ABOUT THIS TASK: Your answer should be an exact copy of the lines from the start of the entries to the line containing "default_value_t = crate::dispatcher::DEFAULT_STALE_TEMP_SECS)]", both included.

INFORMATION SUPPLIED:
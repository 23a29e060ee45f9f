//! Command-line configuration.
//!
//! Every option can also come from the environment so the two halves can be
//! configured from service unit files without long command lines.

use std::net::SocketAddr;
use std::path::PathBuf;
use std::time::Duration;

use clap::{Args, Parser, Subcommand};

use crate::dispatcher::DispatcherConfig;
use crate::server::{DEFAULT_BIND, ReceiverConfig};

#[derive(Debug, Parser)]
#[command(name = "jeeves")]
#[command(version, about = "Relay webhooks from an unprivileged receiver to a privileged dispatcher")]
pub struct Cli {
    #[command(subcommand)]
    pub command: Command,

    /// File holding the Sentry DSN that ERROR events are reported to
    #[arg(long, global = true, env = "JEEVES_SENTRY_DSN_FILE")]
    pub sentry_dsn_file: Option<PathBuf>,
}

#[derive(Debug, Subcommand)]
pub enum Command {
    /// Accept webhooks over HTTP and spool them
    Listen(ListenArgs),

    /// Watch the spool and run the matching actions
    Dispatch(DispatchArgs),
}

#[derive(Debug, Args)]
pub struct ListenArgs {
    /// Address to listen on
    #[arg(long, env = "JEEVES_BIND", default_value = DEFAULT_BIND)]
    pub bind: SocketAddr,

    /// Spool directory shared with the dispatcher
    #[arg(long, env = "JEEVES_SPOOL_DIR")]
    pub spool_dir: PathBuf,

    /// JSON file mapping hook names to shared secrets
    #[arg(long, env = "JEEVES_SECRETS")]
    pub secrets: PathBuf,

    /// Source accepted without a signature (repeatable; never applies to github)
    #[arg(long = "unsigned-source", value_name = "SOURCE", env = "JEEVES_UNSIGNED_SOURCES", value_delimiter = ',')]
    pub unsigned_sources: Vec<String>,
}

#[derive(Debug, Args)]
pub struct DispatchArgs {
    /// Spool directory shared with the receiver
    #[arg(long, env = "JEEVES_SPOOL_DIR")]
    pub spool_dir: PathBuf,

    /// JSON file describing hook routes and their actions
    #[arg(long, env = "JEEVES_HANDLERS")]
    pub handlers: PathBuf,

    /// Seconds between fallback polls of the spool
    #[arg(long, env = "JEEVES_POLL_INTERVAL_SECS", default_value_t = crate::dispatcher::DEFAULT_POLL_INTERVAL_SECS)]
    pub poll_interval_secs: u64,

    /// Age in seconds after which leftover temp files are removed
    #[arg(long, env = "JEEVES_STALE_TEMP_SECS", default_value_t = crate::dispatcher::DEFAULT_STALE_TEMP_SECS)]
    pub stale_temp_secs: u64,
}

impl ListenArgs {
    pub fn receiver_config(&self) -> ReceiverConfig {
        ReceiverConfig {
            bind: self.bind,
            spool_dir: self.spool_dir.clone(),
            secrets_path: self.secrets.clone(),
            unsigned_sources: self.unsigned_sources.clone(),
        }
    }
}

impl DispatchArgs {
    pub fn dispatcher_config(&self) -> DispatcherConfig {
        DispatcherConfig::default()
            .with_poll_interval(Duration::from_secs(self.poll_interval_secs))
            .with_stale_temp_age(Duration::from_secs(self.stale_temp_secs))
    }
}
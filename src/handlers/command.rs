//! Actions made of external commands.
//!
//! A [`CommandAction`] runs its steps in order and stops at the first one
//! that fails. Every step sees the payload on stdin and the hook name in the
//! `JEEVES_HOOK` environment variable; most ignore both.

use std::io::Write;
use std::path::{Path, PathBuf};
use std::process::{Command, Output, Stdio};

use serde::Deserialize;
use tracing::{debug, info, warn};

use super::{Action, HandlerError, Invocation};

/// Environment variable carrying the hook name into every step.
pub const HOOK_ENV: &str = "JEEVES_HOOK";

/// One command within an action.
#[derive(Debug, Clone, PartialEq, Eq, Deserialize)]
#[serde(deny_unknown_fields)]
pub struct Step {
    /// Program to run, looked up on `PATH` if not absolute.
    pub program: String,

    #[serde(default)]
    pub args: Vec<String>,

    /// Working directory. Defaults to the dispatcher's own.
    #[serde(default)]
    pub cwd: Option<PathBuf>,

    /// Run as this user via `runuser -u <user> --`.
    #[serde(default)]
    pub run_as: Option<String>,

    /// Run once in every subdirectory of this directory (sorted by name)
    /// instead of once in `cwd`.
    #[serde(default)]
    pub for_each_subdir: Option<PathBuf>,
}

impl Step {
    pub fn new(program: impl Into<String>) -> Self {
        Step {
            program: program.into(),
            args: Vec::new(),
            cwd: None,
            run_as: None,
            for_each_subdir: None,
        }
    }

    pub fn args<I, S>(mut self, args: I) -> Self
    where
        I: IntoIterator<Item = S>,
        S: Into<String>,
    {
        self.args = args.into_iter().map(Into::into).collect();
        self
    }

    pub fn cwd(mut self, cwd: impl Into<PathBuf>) -> Self {
        self.cwd = Some(cwd.into());
        self
    }

    pub fn run_as(mut self, user: impl Into<String>) -> Self {
        self.run_as = Some(user.into());
        self
    }

    pub fn for_each_subdir(mut self, dir: impl Into<PathBuf>) -> Self {
        self.for_each_subdir = Some(dir.into());
        self
    }

    /// The command line as it will be logged.
    pub fn display(&self) -> String {
        let mut parts = Vec::with_capacity(self.args.len() + 4);
        if let Some(user) = &self.run_as {
            parts.extend(["runuser", "-u", user.as_str(), "--"]);
        }
        parts.push(self.program.as_str());
        parts.extend(self.args.iter().map(String::as_str));
        parts.join(" ")
    }

    fn command(&self, cwd: Option<&Path>, invocation: &Invocation) -> Command {
        let mut cmd = match &self.run_as {
            Some(user) => {
                let mut cmd = Command::new("runuser");
                cmd.args(["-u", user.as_str(), "--", self.program.as_str()]);
                cmd
            }
            None => Command::new(&self.program),
        };
        cmd.args(&self.args);
        if let Some(dir) = cwd {
            cmd.current_dir(dir);
        }
        cmd.env(HOOK_ENV, invocation.hook.as_str());
        cmd.stdin(Stdio::piped())
            .stdout(Stdio::piped())
            .stderr(Stdio::piped());
        cmd
    }
}

/// A named sequence of steps, optionally gated on the pushed ref.
#[derive(Debug, Clone, PartialEq, Eq, Deserialize)]
#[serde(deny_unknown_fields)]
pub struct CommandAction {
    name: String,

    /// If set, the payload's `ref` field must equal this (e.g.
    /// `refs/heads/main`); otherwise the action succeeds without running
    /// anything.
    #[serde(default)]
    only_ref: Option<String>,

    steps: Vec<Step>,
}

impl CommandAction {
    pub fn new(name: impl Into<String>, steps: Vec<Step>) -> Self {
        CommandAction {
            name: name.into(),
            only_ref: None,
            steps,
        }
    }

    pub fn only_ref(mut self, git_ref: impl Into<String>) -> Self {
        self.only_ref = Some(git_ref.into());
        self
    }

    pub fn steps(&self) -> &[Step] {
        &self.steps
    }

    /// Whether the payload passes the `only_ref` gate.
    fn ref_matches(&self, payload: &[u8]) -> bool {
        let Some(wanted) = &self.only_ref else {
            return true;
        };
        let pushed = serde_json::from_slice::<serde_json::Value>(payload)
            .ok()
            .and_then(|v| v.get("ref").and_then(|r| r.as_str()).map(str::to_owned));
        match pushed {
            Some(pushed) if &pushed == wanted => true,
            other => {
                info!(
                    action = %self.name,
                    wanted = %wanted,
                    pushed = ?other,
                    "Ref does not match, skipping action"
                );
                false
            }
        }
    }

    fn run_step(
        &self,
        step: &Step,
        cwd: Option<&Path>,
        invocation: &Invocation,
    ) -> Result<(), HandlerError> {
        let command = step.display();
        debug!(action = %self.name, command = %command, cwd = ?cwd, "Running step");

        let output = spawn_with_stdin(step.command(cwd, invocation), &invocation.payload)
            .map_err(|source| HandlerError::Spawn {
                action: self.name.clone(),
                command: command.clone(),
                source,
            })?;

        let stdout = String::from_utf8_lossy(&output.stdout);
        if !stdout.trim().is_empty() {
            debug!(action = %self.name, command = %command, stdout = %stdout.trim(), "Step output");
        }

        if output.status.success() {
            Ok(())
        } else {
            let stderr = String::from_utf8_lossy(&output.stderr);
            warn!(
                action = %self.name,
                command = %command,
                code = ?output.status.code(),
                stderr = %stderr.trim(),
                "Step failed"
            );
            Err(HandlerError::ActionFailed {
                action: self.name.clone(),
                command,
                code: output.status.code(),
            })
        }
    }
}

impl Action for CommandAction {
    fn name(&self) -> &str {
        &self.name
    }

    fn invoke(&self, invocation: &Invocation) -> Result<(), HandlerError> {
        if !self.ref_matches(&invocation.payload) {
            return Ok(());
        }

        for step in &self.steps {
            match &step.for_each_subdir {
                Some(parent) => {
                    for dir in subdirectories(parent).map_err(|source| HandlerError::ListDir {
                        action: self.name.clone(),
                        path: parent.display().to_string(),
                        source,
                    })? {
                        self.run_step(step, Some(&dir), invocation)?;
                    }
                }
                None => self.run_step(step, step.cwd.as_deref(), invocation)?,
            }
        }
        Ok(())
    }
}

/// Spawns `cmd`, feeds it `stdin` and collects its output.
///
/// Stdin is written from a separate thread so a child that never reads it
/// cannot deadlock against a full output pipe.
fn spawn_with_stdin(mut cmd: Command, stdin: &[u8]) -> std::io::Result<Output> {
    let mut child = cmd.spawn()?;
    let pipe = child.stdin.take();

    std::thread::scope(|s| {
        if let Some(mut pipe) = pipe {
            s.spawn(move || {
                // A child that exits without reading stdin closes the pipe early.
                let _ = pipe.write_all(stdin);
            });
        }
        child.wait_with_output()
    })
}

/// Lists the immediate subdirectories of `parent`, sorted by name.
fn subdirectories(parent: &Path) -> std::io::Result<Vec<PathBuf>> {
    let mut dirs = Vec::new();
    for entry in std::fs::read_dir(parent)? {
        let entry = entry?;
        if entry.file_type()?.is_dir() {
            dirs.push(entry.path());
        }
    }
    dirs.sort();
    Ok(dirs)
}
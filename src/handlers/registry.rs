//! Hook-to-action routing table.
//!
//! Routes are evaluated deterministically: an exact match wins over any
//! prefix, and among prefixes the longest wins. Two prefixes of the same
//! length cannot both match one hook unless they are equal, which the loader
//! rejects.

use std::path::{Path, PathBuf};
use std::sync::Arc;

use serde::Deserialize;
use thiserror::Error;

use super::Action;
use super::command::CommandAction;

/// How a route selects hooks.
#[derive(Debug, Clone, PartialEq, Eq, Deserialize)]
#[serde(rename_all = "snake_case")]
pub enum Matcher {
    /// The hook name equals this string.
    Exact(String),
    /// The hook name starts with this string.
    Prefix(String),
}

impl Matcher {
    pub fn matches(&self, hook: &str) -> bool {
        match self {
            Matcher::Exact(name) => hook == name,
            Matcher::Prefix(prefix) => hook.starts_with(prefix.as_str()),
        }
    }

    fn pattern(&self) -> &str {
        match self {
            Matcher::Exact(s) | Matcher::Prefix(s) => s,
        }
    }
}

/// One `(matcher, action)` pair.
#[derive(Clone)]
struct Route {
    matcher: Matcher,
    action: Arc<dyn Action>,
}

impl std::fmt::Debug for Route {
    fn fmt(&self, f: &mut std::fmt::Formatter<'_>) -> std::fmt::Result {
        f.debug_struct("Route")
            .field("matcher", &self.matcher)
            .field("action", &self.action.name())
            .finish()
    }
}

/// Errors building a registry.
#[derive(Debug, Error)]
pub enum RegistryError {
    #[error("failed to read handlers file {path}: {source}")]
    Read {
        path: PathBuf,
        #[source]
        source: std::io::Error,
    },

    #[error("invalid handlers file {path}: {source}")]
    Parse {
        path: PathBuf,
        #[source]
        source: serde_json::Error,
    },

    #[error("empty pattern in {0:?}")]
    EmptyPattern(Matcher),

    #[error("duplicate route for {0:?}")]
    DuplicateMatcher(Matcher),

    #[error("action {0} has no steps")]
    EmptyAction(String),
}

/// An ordered table of routes, fixed for the dispatcher's lifetime.
#[derive(Debug, Clone, Default)]
pub struct HandlerRegistry {
    routes: Vec<Route>,
}

impl HandlerRegistry {
    pub fn new() -> Self {
        Self::default()
    }

    /// Adds a route.
    ///
    /// # Errors
    ///
    /// Rejects empty patterns and a matcher identical to one already present.
    pub fn push(
        &mut self,
        matcher: Matcher,
        action: Arc<dyn Action>,
    ) -> Result<(), RegistryError> {
        if matcher.pattern().is_empty() {
            return Err(RegistryError::EmptyPattern(matcher));
        }
        if self.routes.iter().any(|r| r.matcher == matcher) {
            return Err(RegistryError::DuplicateMatcher(matcher));
        }
        self.routes.push(Route { matcher, action });
        Ok(())
    }

    /// Builder form of [`HandlerRegistry::push`] for an exact route.
    pub fn exact(
        mut self,
        hook: impl Into<String>,
        action: Arc<dyn Action>,
    ) -> Result<Self, RegistryError> {
        self.push(Matcher::Exact(hook.into()), action)?;
        Ok(self)
    }

    /// Builder form of [`HandlerRegistry::push`] for a prefix route.
    pub fn prefix(
        mut self,
        prefix: impl Into<String>,
        action: Arc<dyn Action>,
    ) -> Result<Self, RegistryError> {
        self.push(Matcher::Prefix(prefix.into()), action)?;
        Ok(self)
    }

    /// Finds the action for `hook`: the exact route if any, otherwise the
    /// route with the longest matching prefix.
    pub fn resolve(&self, hook: &str) -> Option<Arc<dyn Action>> {
        let exact = self
            .routes
            .iter()
            .find(|r| matches!(&r.matcher, Matcher::Exact(name) if name == hook));

        exact
            .or_else(|| {
                self.routes
                    .iter()
                    .filter(|r| matches!(r.matcher, Matcher::Prefix(_)) && r.matcher.matches(hook))
                    .max_by_key(|r| r.matcher.pattern().len())
            })
            .map(|r| Arc::clone(&r.action))
    }

    pub fn len(&self) -> usize {
        self.routes.len()
    }

    pub fn is_empty(&self) -> bool {
        self.routes.is_empty()
    }

    /// Loads command routes from a JSON handlers file.
    ///
    /// ```json
    /// { "routes": [
    ///     { "match": { "exact": "codenames" },
    ///       "action": { "name": "codenames", "only_ref": "refs/heads/main",
    ///                   "steps": [ { "program": "git", "args": ["pull"],
    ///                                "cwd": "/srv/codenames", "run_as": "maint" } ] } },
    ///     { "match": { "prefix": "apps-" },
    ///       "action": { "name": "apps",
    ///                   "steps": [ { "program": "git", "args": ["pull"],
    ///                                "for_each_subdir": "/srv/apps/auto" } ] } }
    /// ] }
    /// ```
    pub fn from_file(path: &Path) -> Result<Self, RegistryError> {
        let bytes = std::fs::read(path).map_err(|source| RegistryError::Read {
            path: path.to_path_buf(),
            source,
        })?;
        let file: HandlersFile =
            serde_json::from_slice(&bytes).map_err(|source| RegistryError::Parse {
                path: path.to_path_buf(),
                source,
            })?;
        Self::from_config(file)
    }

    fn from_config(file: HandlersFile) -> Result<Self, RegistryError> {
        let mut registry = HandlerRegistry::new();
        for route in file.routes {
            if route.action.steps().is_empty() {
                return Err(RegistryError::EmptyAction(route.action.name().to_string()));
            }
            registry.push(route.matcher, Arc::new(route.action))?;
        }
        Ok(registry)
    }
}

#[derive(Debug, Deserialize)]
#[serde(deny_unknown_fields)]
struct HandlersFile {
    routes: Vec<RouteConfig>,
}

#[derive(Debug, Deserialize)]
#[serde(deny_unknown_fields)]
struct RouteConfig {
    #[serde(rename = "match")]
    matcher: Matcher,
    action: CommandAction,
}
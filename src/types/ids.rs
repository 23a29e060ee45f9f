//! Newtype wrappers for the identifiers that cross the receiver/dispatcher boundary.
//!
//! Both identifiers end up as filename components in the spool directory, so
//! they are validated on construction rather than trusted.

use serde::{Deserialize, Serialize};
use std::fmt;
use thiserror::Error;

/// Longest hook name accepted, in bytes.
pub const MAX_HOOK_NAME_LEN: usize = 100;

/// A hook name failed validation.
#[derive(Debug, Clone, PartialEq, Eq, Error)]
#[error("invalid hook name {0:?}: expected 1-100 of [A-Za-z0-9._-], not starting with '.'")]
pub struct InvalidHookName(pub String);

/// The name of an inbound event category (e.g. `codenames`, `apps-wiki`).
///
/// Hook names select both the shared secret used for verification and the
/// action the dispatcher runs. A valid name is non-empty, at most
/// [`MAX_HOOK_NAME_LEN`] bytes, uses only ASCII alphanumerics, `-`, `_` and
/// `.`, and does not start with `.` (dot-files in the spool are in-flight
/// writes).
#[derive(Debug, Clone, PartialEq, Eq, Hash, PartialOrd, Ord, Serialize, Deserialize)]
#[serde(try_from = "String", into = "String")]
pub struct HookName(String);

impl HookName {
    /// Validates and wraps a hook name.
    pub fn parse(s: impl Into<String>) -> Result<Self, InvalidHookName> {
        let s = s.into();
        let valid = !s.is_empty()
            && s.len() <= MAX_HOOK_NAME_LEN
            && !s.starts_with('.')
            && s
                .bytes()
                .all(|b| b.is_ascii_alphanumeric() || matches!(b, b'-' | b'_' | b'.'));
        if valid {
            Ok(HookName(s))
        } else {
            Err(InvalidHookName(s))
        }
    }

    pub fn as_str(&self) -> &str {
        &self.0
    }
}

impl fmt::Display for HookName {
    fn fmt(&self, f: &mut fmt::Formatter<'_>) -> fmt::Result {
        write!(f, "{}", self.0)
    }
}

impl TryFrom<String> for HookName {
    type Error = InvalidHookName;

    fn try_from(s: String) -> Result<Self, Self::Error> {
        HookName::parse(s)
    }
}

impl From<HookName> for String {
    fn from(h: HookName) -> Self {
        h.0
    }
}

/// The identity of a spool entry: its filename within the spool directory.
#[derive(Debug, Clone, PartialEq, Eq, Hash)]
pub struct EntryId(pub String);

impl EntryId {
    pub fn new(s: impl Into<String>) -> Self {
        EntryId(s.into())
    }

    pub fn as_str(&self) -> &str {
        &self.0
    }
}

impl fmt::Display for EntryId {
    fn fmt(&self, f: &mut fmt::Formatter<'_>) -> fmt::Result {
        write!(f, "{}", self.0)
    }
}
//! Filesystem notifications for the spool directory.

use std::path::Path;

use notify::event::ModifyKind;
use notify::{EventKind, RecommendedWatcher, RecursiveMode, Watcher};
use tokio::sync::mpsc;
use tracing::warn;

/// Wakes the dispatcher when something may have been added to the spool.
///
/// Notifications carry no data. Each one means "list the directory again",
/// so bursts are coalesced into a single pending wakeup.
pub struct SpoolWatcher {
    _watcher: RecommendedWatcher,
    rx: mpsc::Receiver<()>,
}

impl SpoolWatcher {
    /// Starts watching `dir`, which must exist.
    pub fn spawn(dir: &Path) -> notify::Result<Self> {
        let (tx, rx) = mpsc::channel(1);

        let mut watcher = notify::recommended_watcher(move |res: notify::Result<notify::Event>| {
            let wake = match res {
                Ok(event) => is_arrival(&event.kind),
                Err(e) => {
                    warn!(error = %e, "Spool watch error");
                    true
                }
            };
            if wake {
                // Full means a wakeup is already pending.
                let _ = tx.try_send(());
            }
        })?;

        watcher.watch(dir, RecursiveMode::NonRecursive)?;

        Ok(SpoolWatcher {
            _watcher: watcher,
            rx,
        })
    }

    /// Waits for the next wakeup. Returns `false` if the watcher has stopped.
    pub async fn changed(&mut self) -> bool {
        self.rx.recv().await.is_some()
    }
}

/// Whether an event can mean a new entry appeared.
///
/// Entries appear by link (a create) and some platforms report that as a
/// rename. Removals, which the dispatcher causes itself, do not wake it.
fn is_arrival(kind: &EventKind) -> bool {
    matches!(
        kind,
        EventKind::Create(_) | EventKind::Modify(ModifyKind::Name(_)) | EventKind::Any | EventKind::Other
    )
}

#[cfg(test)]
mod tests {
    use super::*;
    use notify::event::{AccessKind, CreateKind, RemoveKind, RenameMode};
    use std::time::Duration;
    use tempfile::tempdir;

    #[test]
    fn arrivals_wake_removals_do_not() {
        assert!(is_arrival(&EventKind::Create(CreateKind::File)));
        assert!(is_arrival(&EventKind::Modify(ModifyKind::Name(RenameMode::To))));
        assert!(!is_arrival(&EventKind::Remove(RemoveKind::File)));
        assert!(!is_arrival(&EventKind::Access(AccessKind::Any)));
    }

    #[tokio::test]
    async fn wakes_on_new_file() {
        let dir = tempdir().unwrap();
        let mut watcher = SpoolWatcher::spawn(dir.path()).unwrap();

        std::fs::write(dir.path().join("codenames-20240101_000000-aaaaaaa"), b"{}").unwrap();

        let woke = tokio::time::timeout(Duration::from_secs(5), watcher.changed()).await;
        assert_eq!(woke.ok(), Some(true));
    }

    #[test]
    fn spawn_fails_for_missing_directory() {
        let dir = tempdir().unwrap();
        assert!(SpoolWatcher::spawn(&dir.path().join("missing")).is_err());
    }
}
//! Directory fsync for spool durability.
//!
//! Creating, linking or removing a file changes the directory entry, and that
//! change is only durable once the directory itself is synced. Syncing the
//! file contents alone is not enough: an entry whose payload reached disk can
//! still vanish after a power loss if its name did not.

use std::io;
use std::path::Path;

/// Syncs a directory so entries created or removed in it survive a crash.
///
/// On non-Unix platforms directories cannot be opened for syncing and this
/// is a no-op.
#[cfg(unix)]
pub fn fsync_dir(dir_path: &Path) -> io::Result<()> {
    std::fs::File::open(dir_path)?.sync_all()
}

#[cfg(not(unix))]
pub fn fsync_dir(_dir_path: &Path) -> io::Result<()> {
    Ok(())
}
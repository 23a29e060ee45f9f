//! Writing entries into the spool.

use std::fs::OpenOptions;
use std::io::{self, Write};
use std::path::{Path, PathBuf};

use chrono::{DateTime, Utc};
use tracing::{debug, warn};

use crate::types::{Event, HookName, Source};

use super::entry::{SUFFIX_LEN, SpoolEntry, TEMP_PREFIX, format_entry_name, random_suffix};
use super::fsync::fsync_dir;
use super::{Result, Spool, SpoolError};

/// How many names are tried before giving up with [`SpoolError::NameCollision`].
pub const MAX_NAME_ATTEMPTS: usize = 8;

impl Spool {
    /// Durably writes `payload` as a new entry for `hook` and returns it.
    ///
    /// The payload is written and fsynced under a temp name, then hard-linked
    /// to its final name. Linking fails if the target exists, so an existing
    /// entry is never overwritten; on collision a fresh suffix is tried. The
    /// dispatcher only ever sees complete files.
    ///
    /// # Errors
    ///
    /// - [`SpoolError::InvalidHook`] if `hook` is not a valid hook name
    /// - [`SpoolError::WriteFailed`] if the payload could not be persisted
    /// - [`SpoolError::NameCollision`] if every candidate name was taken
    pub fn enqueue(&self, hook: &str, source: &Source, payload: &[u8]) -> Result<SpoolEntry> {
        let hook = HookName::parse(hook)?;
        self.enqueue_with(&hook, source, payload, Utc::now(), &mut || {
            random_suffix(SUFFIX_LEN)
        })
    }

    /// Spools an accepted [`Event`], stamping the entry with its receive time.
    pub fn enqueue_event(&self, event: &Event) -> Result<SpoolEntry> {
        self.enqueue_with(
            &event.hook,
            &event.source,
            &event.payload,
            event.received_at,
            &mut || random_suffix(SUFFIX_LEN),
        )
    }

    /// Like [`Spool::enqueue`] with an explicit clock reading and suffix generator.
    pub(crate) fn enqueue_with(
        &self,
        hook: &HookName,
        source: &Source,
        payload: &[u8],
        now: DateTime<Utc>,
        next_suffix: &mut dyn FnMut() -> String,
    ) -> Result<SpoolEntry> {
        std::fs::create_dir_all(self.dir()).map_err(SpoolError::WriteFailed)?;

        let temp_path = write_temp(self.dir(), hook, payload).map_err(SpoolError::WriteFailed)?;
        let linked = link_unique(self.dir(), hook, now, next_suffix, &temp_path);

        // The temp name is only a staging handle; the linked name keeps the data.
        if let Err(e) = std::fs::remove_file(&temp_path) {
            warn!(path = %temp_path.display(), error = %e, "Failed to remove spool temp file");
        }

        let name = linked?;
        fsync_dir(self.dir()).map_err(SpoolError::WriteFailed)?;

        let entry = SpoolEntry::from_file_name(self.dir(), &name)
            .ok_or_else(|| SpoolError::WriteFailed(io::Error::other("generated malformed name")))?;
        debug!(entry = %entry.id, hook = %hook, source = %source, bytes = payload.len(), "Spooled entry");
        Ok(entry)
    }

    /// Publishes and removes a throwaway file to confirm the directory can
    /// hold entries at all.
    ///
    /// Publishing relies on hard links, which some filesystems (FAT, several
    /// network mounts) do not support. Both names carry the temp prefix, so a
    /// crash midway leaves nothing the dispatcher would drain.
    ///
    /// # Errors
    ///
    /// [`SpoolError::WriteFailed`] if the directory cannot be created or
    /// written, or does not support hard links.
    pub fn check_publishable(&self) -> Result<()> {
        std::fs::create_dir_all(self.dir()).map_err(SpoolError::WriteFailed)?;

        let check_hook = HookName::parse("publish-check")?;
        let temp_path = write_temp(self.dir(), &check_hook, b"").map_err(SpoolError::WriteFailed)?;
        let link_path = self.dir().join(format!(
            "{}link-{}",
            TEMP_PREFIX,
            random_suffix(SUFFIX_LEN * 2)
        ));

        let linked = std::fs::hard_link(&temp_path, &link_path);
        let _ = std::fs::remove_file(&temp_path);
        linked.map_err(SpoolError::WriteFailed)?;
        std::fs::remove_file(&link_path).map_err(SpoolError::WriteFailed)?;
        Ok(())
    }
}

/// Writes the payload to a fresh, exclusively created temp file and syncs it.
fn write_temp(dir: &Path, hook: &HookName, payload: &[u8]) -> io::Result<PathBuf> {
    loop {
        let path = dir.join(format!(
            "{}{}-{}",
            TEMP_PREFIX,
            hook,
            random_suffix(SUFFIX_LEN * 2)
        ));
        let mut file = match OpenOptions::new().write(true).create_new(true).open(&path) {
            Ok(file) => file,
            Err(e) if e.kind() == io::ErrorKind::AlreadyExists => continue,
            Err(e) => return Err(e),
        };

        let written = file.write_all(payload).and_then(|()| file.sync_all());
        if let Err(e) = written {
            let _ = std::fs::remove_file(&path);
            return Err(e);
        }
        return Ok(path);
    }
}

/// Links `temp_path` to the first free entry name and returns that name.
fn link_unique(
    dir: &Path,
    hook: &HookName,
    now: DateTime<Utc>,
    next_suffix: &mut dyn FnMut() -> String,
    temp_path: &Path,
) -> Result<String> {
    for _ in 0..MAX_NAME_ATTEMPTS {
        let name = format_entry_name(hook, now, &next_suffix());
        match std::fs::hard_link(temp_path, dir.join(&name)) {
            Ok(()) => return Ok(name),
            Err(e) if e.kind() == io::ErrorKind::AlreadyExists => {
                warn!(entry = %name, "Spool entry name already taken, retrying with a new suffix");
            }
            Err(e) => return Err(SpoolError::WriteFailed(e)),
        }
    }

    Err(SpoolError::NameCollision {
        hook: hook.clone(),
        attempts: MAX_NAME_ATTEMPTS,
    })
}
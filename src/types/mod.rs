//! Core domain types shared by the receiver and the dispatcher.

pub mod event;
pub mod ids;

pub use event::{Event, Source};
pub use ids::{EntryId, HookName, InvalidHookName, MAX_HOOK_NAME_LEN};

RESULT FOR THIS EXERCISE:
repository 23a29e060ee45f9f
//! Command-line configuration.
//!
//! Every option can also come from the environment so the two halves can be
//! configured from service unit files without long command lines.

use std::net::SocketAddr;
use std::path::PathBuf;
use std::time::Duration;

use clap::{Args, Parser, Subcommand};

use crate::dispatcher::DispatcherConfig;
use crate::server::{DEFAULT_BIND, ReceiverConfig};

#[derive(Debug, Parser)]
#[command(name = "jeeves")]
#[command(version, about = "Relay webhooks from an unprivileged receiver to a privileged dispatcher")]
pub struct Cli {
    #[command(subcommand)]
    pub command: Command,

    /// File holding the Sentry DSN that ERROR events are reported to
    #[arg(long, global = true, env = "JEEVES_SENTRY_DSN_FILE")]
    pub sentry_dsn_file: Option<PathBuf>,
}

#[derive(Debug, Subcommand)]
pub enum Command {
    /// Accept webhooks over HTTP and spool them
    Listen(ListenArgs),

    /// Watch the spool and run the matching actions
    Dispatch(DispatchArgs),
}

#[derive(Debug, Args)]
pub struct ListenArgs {
    /// Address to listen on
    #[arg(long, env = "JEEVES_BIND", default_value = DEFAULT_BIND)]
    pub bind: SocketAddr,

    /// Spool directory shared with the dispatcher
    #[arg(long, env = "JEEVES_SPOOL_DIR")]
    pub spool_dir: PathBuf,

    /// JSON file mapping hook names to shared secrets
    #[arg(long, env = "JEEVES_SECRETS")]
    pub secrets: PathBuf,

    /// Source accepted without a signature (repeatable; never applies to github)
    #[arg(long = "unsigned-source", value_name = "SOURCE", env = "JEEVES_UNSIGNED_SOURCES", value_delimiter = ',')]
    pub unsigned_sources: Vec<String>,
}

#[derive(Debug, Args)]
pub struct DispatchArgs {
    /// Spool directory shared with the receiver
    #[arg(long, env = "JEEVES_SPOOL_DIR")]
    pub spool_dir: PathBuf,

    /// JSON file describing hook routes and their actions
    #[arg(long, env = "JEEVES_HANDLERS")]
    pub handlers: PathBuf,

    /// Seconds between fallback polls of the spool
    #[arg(long, env = "JEEVES_POLL_INTERVAL_SECS", default_value_t = crate::dispatcher::DEFAULT_POLL_INTERVAL_SECS)]
    pub poll_interval_secs: u64,

    /// Age in seconds after which leftover temp files are removed
    #[arg(long, env = "JEEVES_STALE_TEMP_SECS", default_value_t = crate::dispatcher::DEFAULT_STALE_TEMP_SECS)]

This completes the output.